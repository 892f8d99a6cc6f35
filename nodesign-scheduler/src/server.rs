//! Reference scheduler service.
//!
//! Accepts mutual-TLS connections on TCP, one request per connection, and
//! implements node registration, recovery and scheduling on top of a
//! [`NodeRegistry`]. The peer certificate's common name decides what a
//! connection may do: `/users/nobody` may enrol nodes, `/users/<node id>`
//! may act for that node only.

use nodesign_signer::{verify_message, Network, NodeId};
use nodesign_tls::{
    common_name_from_der, device_common_name, DevCa, TlsConfig, TlsError, NOBODY_COMMON_NAME,
};
use parking_lot::Mutex;
use rand::rngs::OsRng;
use rand::RngCore;
use sha2::{Digest, Sha256};
use std::collections::HashMap;
use std::io::Read;
use std::net::{Shutdown, SocketAddr, TcpListener, TcpStream};
use std::path::PathBuf;
use std::sync::atomic::{AtomicBool, Ordering};
use std::sync::Arc;
use std::thread;
use std::time::{Duration, Instant};
use thiserror::Error;
use tracing::{debug, error, info, warn};

use crate::protocol::{
    read_frame, write_frame, ChallengeRequest, ChallengeScope, EnrollRequest, EnrollResponse,
    ErrorCode, FrameError, Request, Response, ScheduleRequest, ScheduleResult, ServiceError,
};
use crate::registry::{Assignment, NodeRecord, NodeRegistry, RegistryError};
use crate::runes::{RuneContext, RuneIssuer};

/// Length of an enrolment challenge.
pub const CHALLENGE_LEN: usize = 32;
/// Node host used when none is configured.
pub const DEFAULT_NODE_HOST: &str = "localhost:9736";

const DEFAULT_CHALLENGE_TTL: Duration = Duration::from_secs(60);
const IO_TIMEOUT: Duration = Duration::from_secs(30);
const LINGER_TIMEOUT: Duration = Duration::from_millis(500);

/// Server configuration.
pub struct ServerConfig {
    /// TCP address to listen on, e.g. `0.0.0.0:2601`
    pub listen_addr: String,
    /// Scheduler identity and the CA client certificates must chain to
    pub tls: TlsConfig,
    /// CA used to sign device certificate requests
    pub ca: DevCa,
    /// Hosts nodes are scheduled onto
    pub node_hosts: Vec<String>,
    /// Path to the node registry file
    pub state_file: PathBuf,
    /// Maximum number of scheduled nodes; unlimited if `None`
    pub max_nodes: Option<usize>,
    /// How long an issued challenge stays valid
    pub challenge_ttl: Duration,
}

impl ServerConfig {
    pub fn new(
        listen_addr: impl Into<String>,
        tls: TlsConfig,
        ca: DevCa,
        state_file: PathBuf,
    ) -> Self {
        Self {
            listen_addr: listen_addr.into(),
            tls,
            ca,
            node_hosts: vec![DEFAULT_NODE_HOST.to_string()],
            state_file,
            max_nodes: None,
            challenge_ttl: DEFAULT_CHALLENGE_TTL,
        }
    }
}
_____
- **WHAT TO PRODUCE**:
State how many lines in the data include the string "connection". Nothing else belongs in the reply.

- **RESULT BELOW**:
2